Maxine N. Lurie, Ph.D., Seton Hall University emerita professor of history and current chair of the New Jersey Historical Commission, added that she is “glad that this honor goes to someone who has served the state historical community, as well as the University.”
Professor Greene earned his Ph.D. in history from Columbia University. He also holds a master’s degree in history from Seton Hall and a bachelor’s degree from Montclair State University.
"What I love most about being a historian," Greene says, "is discovering new links on how the past has shaped the present both the successes and failures of human beings. Transmitting this knowledge to young and old as well as in the academy and the community."
Greene recently co-authored an article in Reporting World War II, Fordham University Press, 2023, on African American war correspondents, focusing particularly on New Jerseyan, Ollie Stewart. Among his earlier published works, he co-edited, with Anke Ortlepp, Germans and African Americans: Two Centuries of Exchange, University Press of Mississippi, 2010; and wrote Harlem: Overview and History, in Cary D. Wintz and Paul Finkelman (Eds.), Encyclopedia of the Harlem Renaissance, New York: Routledge, October 2004. He co-authored, with Lenworth Gunther, The New Jersey African American History Curriculum Guide, Trenton, New Jersey, New Jersey Historical Commission, 1996. Greene has written with Seton Hall colleagues, including Alan Delozier, Maxine Lurie and Richard Veit.

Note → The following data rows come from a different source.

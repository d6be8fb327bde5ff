#![forbid(unsafe_code)]

//! Manual fakes for exercising the tracker.
//!
//! ## Why manual fakes instead of mockall?
//!
//! `Representation` and `MediaSegment` return `Arc<dyn ...>` handles, and the
//! tracker compares representations by pointer identity. Generated mocks
//! would have to mint fresh trait objects per call, which breaks identity
//! comparisons and makes scripted segment windows awkward to express.
//!
//! The fakes here are plain structs with interior mutability: a
//! representation is configured once, shared via `Arc`, and reconfigured
//! mid-test to script live-window movement, refresh outcomes and
//! cross-representation translations. The thin strategy traits
//! (`BufferingLogic`) keep their generated mockall doubles.

use std::any::Any;
use std::collections::BTreeMap;
use std::sync::Arc;

use bytes::Bytes;
use parking_lot::Mutex;

use freshet_core::{MediaTime, RepresentationId, StreamFormat, StreamRole, TrackId};
use freshet_events::{EventSink, TrackerEvent};

use crate::traits::{
    AdaptationLogic, AdaptationSet, BufferingLogic, CodecDescription, ConnectionManager,
    MediaSegment, MediaSegmentLookup, PlaybackRange, Representation, RepresentationRef,
    SegmentChunk, SegmentRef, SegmentTiming, SharedResources,
};

/// Shared resources stand-in; the tracker only forwards the handle.
pub struct NullResources;

impl SharedResources for NullResources {
    fn as_any(&self) -> &dyn Any {
        self
    }
}

/// Connection manager stand-in; the fakes materialise chunks from memory.
pub struct NullConnections;

impl ConnectionManager for NullConnections {
    fn as_any(&self) -> &dyn Any {
        self
    }
}

/// Event listener that records everything it observes.
#[derive(Default)]
pub struct RecordingSink {
    events: Mutex<Vec<TrackerEvent>>,
}

impl RecordingSink {
    #[must_use]
    pub fn new() -> Arc<Self> {
        Arc::new(RecordingSink::default())
    }

    #[must_use]
    pub fn events(&self) -> Vec<TrackerEvent> {
        self.events.lock().clone()
    }

    /// Drain the recorded events.
    #[must_use]
    pub fn take(&self) -> Vec<TrackerEvent> {
        std::mem::take(&mut *self.events.lock())
    }
}

impl EventSink for RecordingSink {
    fn on_event(&self, event: &TrackerEvent) {
        self.events.lock().push(event.clone());
    }
}

/// Blueprint for the chunks a fake segment materialises.
#[derive(Clone)]
pub struct ChunkSpec {
    pub payload: Bytes,
    pub format: StreamFormat,
    pub content_type: Option<String>,
    pub discontinuity: bool,
    pub discontinuity_sequence: u64,
    /// Make `to_chunk` fail.
    pub fail: bool,
}

impl Default for ChunkSpec {
    fn default() -> Self {
        ChunkSpec {
            payload: Bytes::from_static(b"payload"),
            format: StreamFormat::Mp4,
            content_type: None,
            discontinuity: false,
            discontinuity_sequence: 0,
            fail: false,
        }
    }
}

impl ChunkSpec {
    /// Chunk with a declared MP4 format, bypassing the probe path.
    #[must_use]
    pub fn mp4() -> Self {
        ChunkSpec::default()
    }

    /// Chunk of unknown format carrying `payload`, forcing the probe path.
    #[must_use]
    pub fn unknown(payload: Vec<u8>) -> Self {
        ChunkSpec {
            payload: payload.into(),
            format: StreamFormat::Unknown,
            ..ChunkSpec::default()
        }
    }

    /// Chunk carrying `tag` as payload, for telling phases apart in tests.
    #[must_use]
    pub fn tagged(tag: &str) -> Self {
        ChunkSpec {
            payload: Bytes::copy_from_slice(tag.as_bytes()),
            ..ChunkSpec::default()
        }
    }
}

/// In-memory chunk driven by a [`ChunkSpec`].
pub struct MockChunk {
    remaining: Bytes,
    format: StreamFormat,
    content_type: Option<String>,
    discontinuity: bool,
    discontinuity_sequence: u64,
}

impl MockChunk {
    #[must_use]
    pub fn from_spec(spec: &ChunkSpec) -> Self {
        MockChunk {
            remaining: spec.payload.clone(),
            format: spec.format,
            content_type: spec.content_type.clone(),
            discontinuity: spec.discontinuity,
            discontinuity_sequence: spec.discontinuity_sequence,
        }
    }
}

impl SegmentChunk for MockChunk {
    fn discontinuity(&self) -> bool {
        self.discontinuity
    }

    fn discontinuity_sequence(&self) -> u64 {
        self.discontinuity_sequence
    }

    fn stream_format(&self) -> StreamFormat {
        self.format
    }

    fn set_stream_format(&mut self, format: StreamFormat) {
        self.format = format;
    }

    fn content_type(&self) -> Option<&str> {
        self.content_type.as_deref()
    }

    fn pull(&mut self, max: usize) -> Option<Bytes> {
        let take = max.min(self.remaining.len());
        if take == 0 {
            return None;
        }
        Some(self.remaining.split_to(take))
    }
}

/// Segment materialising [`MockChunk`]s from memory.
pub struct MockSegment {
    spec: ChunkSpec,
    display: Mutex<Option<MediaTime>>,
}

impl MockSegment {
    #[must_use]
    pub fn new(spec: ChunkSpec, display: Option<MediaTime>) -> Arc<Self> {
        Arc::new(MockSegment {
            spec,
            display: Mutex::new(display),
        })
    }
}

impl MediaSegment for MockSegment {
    fn to_chunk(
        &self,
        _resources: &dyn SharedResources,
        _connections: &dyn ConnectionManager,
        _number: u64,
        _rep: &RepresentationRef,
    ) -> Option<Box<dyn SegmentChunk>> {
        if self.spec.fail {
            return None;
        }
        Some(Box::new(MockChunk::from_spec(&self.spec)))
    }

    fn display_time(&self) -> Option<MediaTime> {
        *self.display.lock()
    }
}

struct MediaEntry {
    segment: Arc<MockSegment>,
    timing: SegmentTiming,
}

#[derive(Default)]
struct RepState {
    init: Option<Arc<MockSegment>>,
    index: Option<Arc<MockSegment>>,
    media: BTreeMap<u64, MediaEntry>,
    format: StreamFormat,
    codecs: Vec<CodecDescription>,
    translations: BTreeMap<u64, u64>,
    pending_translations: BTreeMap<u64, u64>,
    needs_update: bool,
    update_result: bool,
    exhausted: bool,
    update_calls: u32,
    scheduled: Vec<(Option<u64>, bool)>,
}

/// Scripted representation with an in-memory segment window.
pub struct MockRepresentation {
    id: RepresentationId,
    state: Mutex<RepState>,
}

impl MockRepresentation {
    #[must_use]
    pub fn new(id: &str) -> Arc<Self> {
        Arc::new(MockRepresentation {
            id: RepresentationId::new(id),
            state: Mutex::new(RepState::default()),
        })
    }

    pub fn set_init(&self, spec: ChunkSpec) {
        self.state.lock().init = Some(MockSegment::new(spec, None));
    }

    pub fn set_index(&self, spec: ChunkSpec) {
        self.state.lock().index = Some(MockSegment::new(spec, None));
    }

    /// Add a media segment; its display time defaults to the timeline start.
    pub fn add_media(&self, number: u64, timing: SegmentTiming, spec: ChunkSpec) {
        self.state.lock().media.insert(
            number,
            MediaEntry {
                segment: MockSegment::new(spec, Some(timing.start)),
                timing,
            },
        );
    }

    pub fn set_display(&self, number: u64, display: Option<MediaTime>) {
        if let Some(entry) = self.state.lock().media.get(&number) {
            *entry.segment.display.lock() = display;
        }
    }

    pub fn add_translation(&self, from: u64, to: u64) {
        self.state.lock().translations.insert(from, to);
    }

    /// Translation that only becomes visible after a successful local update.
    pub fn reveal_translation_on_update(&self, from: u64, to: u64) {
        self.state.lock().pending_translations.insert(from, to);
    }

    pub fn set_needs_update(&self, needs_update: bool) {
        self.state.lock().needs_update = needs_update;
    }

    pub fn set_update_result(&self, update_result: bool) {
        self.state.lock().update_result = update_result;
    }

    pub fn set_exhausted(&self, exhausted: bool) {
        self.state.lock().exhausted = exhausted;
    }

    pub fn set_format(&self, format: StreamFormat) {
        self.state.lock().format = format;
    }

    pub fn set_codecs(&self, codecs: Vec<CodecDescription>) {
        self.state.lock().codecs = codecs;
    }

    #[must_use]
    pub fn update_calls(&self) -> u32 {
        self.state.lock().update_calls
    }

    /// `(number, updated)` pairs passed to `schedule_next_update`.
    #[must_use]
    pub fn scheduled_updates(&self) -> Vec<(Option<u64>, bool)> {
        self.state.lock().scheduled.clone()
    }
}

impl Representation for MockRepresentation {
    fn id(&self) -> RepresentationId {
        self.id.clone()
    }

    fn needs_update(&self, _number: Option<u64>) -> bool {
        self.state.lock().needs_update
    }

    fn run_local_updates(&self, _resources: &dyn SharedResources) -> bool {
        let mut state = self.state.lock();
        state.update_calls += 1;
        if state.update_result {
            state.needs_update = false;
            let pending = std::mem::take(&mut state.pending_translations);
            state.translations.extend(pending);
            true
        } else {
            false
        }
    }

    fn schedule_next_update(&self, number: Option<u64>, updated: bool) {
        self.state.lock().scheduled.push((number, updated));
    }

    fn can_no_longer_update(&self) -> bool {
        self.state.lock().exhausted
    }

    fn translate_segment_number(&self, number: u64, _from: &dyn Representation) -> Option<u64> {
        self.state.lock().translations.get(&number).copied()
    }

    fn min_ahead_time(&self, number: u64) -> MediaTime {
        let state = self.state.lock();
        state
            .media
            .range(number.saturating_add(1)..)
            .fold(MediaTime::ZERO, |acc, (_, entry)| {
                acc.saturating_add(entry.timing.duration)
            })
    }

    fn next_media_segment(&self, number: u64) -> Option<MediaSegmentLookup> {
        let state = self.state.lock();
        let (found, entry) = state.media.range(number..).next()?;
        Some(MediaSegmentLookup {
            segment: entry.segment.clone(),
            number: *found,
            gap: *found != number,
        })
    }

    fn init_segment(&self) -> Option<SegmentRef> {
        let segment = self.state.lock().init.clone()?;
        Some(segment)
    }

    fn needs_index(&self) -> bool {
        self.state.lock().index.is_some()
    }

    fn index_segment(&self) -> Option<SegmentRef> {
        let segment = self.state.lock().index.clone()?;
        Some(segment)
    }

    fn segment_number_by_time(&self, time: MediaTime) -> Option<u64> {
        let state = self.state.lock();
        state
            .media
            .iter()
            .find(|(_, entry)| {
                entry.timing.start <= time && time < entry.timing.start + entry.timing.duration
            })
            .map(|(number, _)| *number)
    }

    fn playback_time_duration(&self, number: u64) -> Option<SegmentTiming> {
        self.state.lock().media.get(&number).map(|entry| entry.timing)
    }

    fn stream_format(&self) -> StreamFormat {
        self.state.lock().format
    }

    fn codecs_desc(&self) -> Vec<CodecDescription> {
        self.state.lock().codecs.clone()
    }

    fn media_playback_range(&self) -> Option<PlaybackRange> {
        let state = self.state.lock();
        let first = state.media.values().next()?;
        let last = state.media.values().next_back()?;
        let start = first.timing.start;
        let end = last.timing.start + last.timing.duration;
        Some(PlaybackRange {
            start,
            end,
            length: end - start,
        })
    }
}

/// Adaptation logic whose preference is set by the test script. Also records
/// the events it observes as the tracker's built-in listener.
pub struct ScriptedAdaptation {
    preferred: Mutex<Option<RepresentationRef>>,
    observed: Mutex<Vec<TrackerEvent>>,
}

impl ScriptedAdaptation {
    #[must_use]
    pub fn new(initial: RepresentationRef) -> Arc<Self> {
        Arc::new(ScriptedAdaptation {
            preferred: Mutex::new(Some(initial)),
            observed: Mutex::new(Vec::new()),
        })
    }

    /// Logic with no representation to offer.
    #[must_use]
    pub fn none() -> Arc<Self> {
        Arc::new(ScriptedAdaptation {
            preferred: Mutex::new(None),
            observed: Mutex::new(Vec::new()),
        })
    }

    pub fn prefer(&self, rep: RepresentationRef) {
        *self.preferred.lock() = Some(rep);
    }

    /// Stop offering any representation.
    pub fn prefer_none(&self) {
        *self.preferred.lock() = None;
    }

    #[must_use]
    pub fn observed(&self) -> Vec<TrackerEvent> {
        self.observed.lock().clone()
    }
}

impl EventSink for ScriptedAdaptation {
    fn on_event(&self, event: &TrackerEvent) {
        self.observed.lock().push(event.clone());
    }
}

impl AdaptationLogic for ScriptedAdaptation {
    fn next_representation(
        &self,
        _set: &dyn AdaptationSet,
        _current: Option<&RepresentationRef>,
    ) -> Option<RepresentationRef> {
        self.preferred.lock().clone()
    }
}

/// Buffering logic with a fixed start segment.
pub struct FixedBuffering(pub Option<u64>);

impl BufferingLogic for FixedBuffering {
    fn start_segment_number(&self, _rep: &dyn Representation) -> Option<u64> {
        self.0
    }
}

/// Adaptation set stand-in with inline knobs.
pub struct MockAdaptationSet {
    pub id: TrackId,
    pub role: StreamRole,
    pub aligned: bool,
    pub live: bool,
}

impl Default for MockAdaptationSet {
    fn default() -> Self {
        MockAdaptationSet {
            id: TrackId(1),
            role: StreamRole::Main,
            aligned: true,
            live: false,
        }
    }
}

impl AdaptationSet for MockAdaptationSet {
    fn id(&self) -> TrackId {
        self.id
    }

    fn role(&self) -> StreamRole {
        self.role
    }

    fn segment_aligned(&self) -> bool {
        self.aligned
    }

    fn live(&self) -> bool {
        self.live
    }
}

Greene received a Fulbright Teaching and Research Fellowship in 2005-2006, which brought him to the University of Muenster. There he taught African American History, the American Civil War and the Reconstruction Era, and the Harlem Renaissance and the History of Harlem. Professor Greene also served as a scholar in residence at the Schomburg Center in New York City and participated in the National Endowment for the Humanities summer institutes focusing on American Urban History and Afro-American Religion.
At Seton Hall, Professor Greene directed the University’s Multiculture Program from 1993 – 2006 and chaired the History Department from 1979-1993. He currently teaches classes in American History, the Civil War and Reconstruction and African American History. He leads seminars exploring the oeuvre of renowned American author James Baldwin and the cultural movement of the Harlem Renaissance.
"I love teaching about American History," Professor Greene reflects, "for it allows me to talk about the achievements of the nation and the problems which need to be addressed in order for democracy to continue and evolve."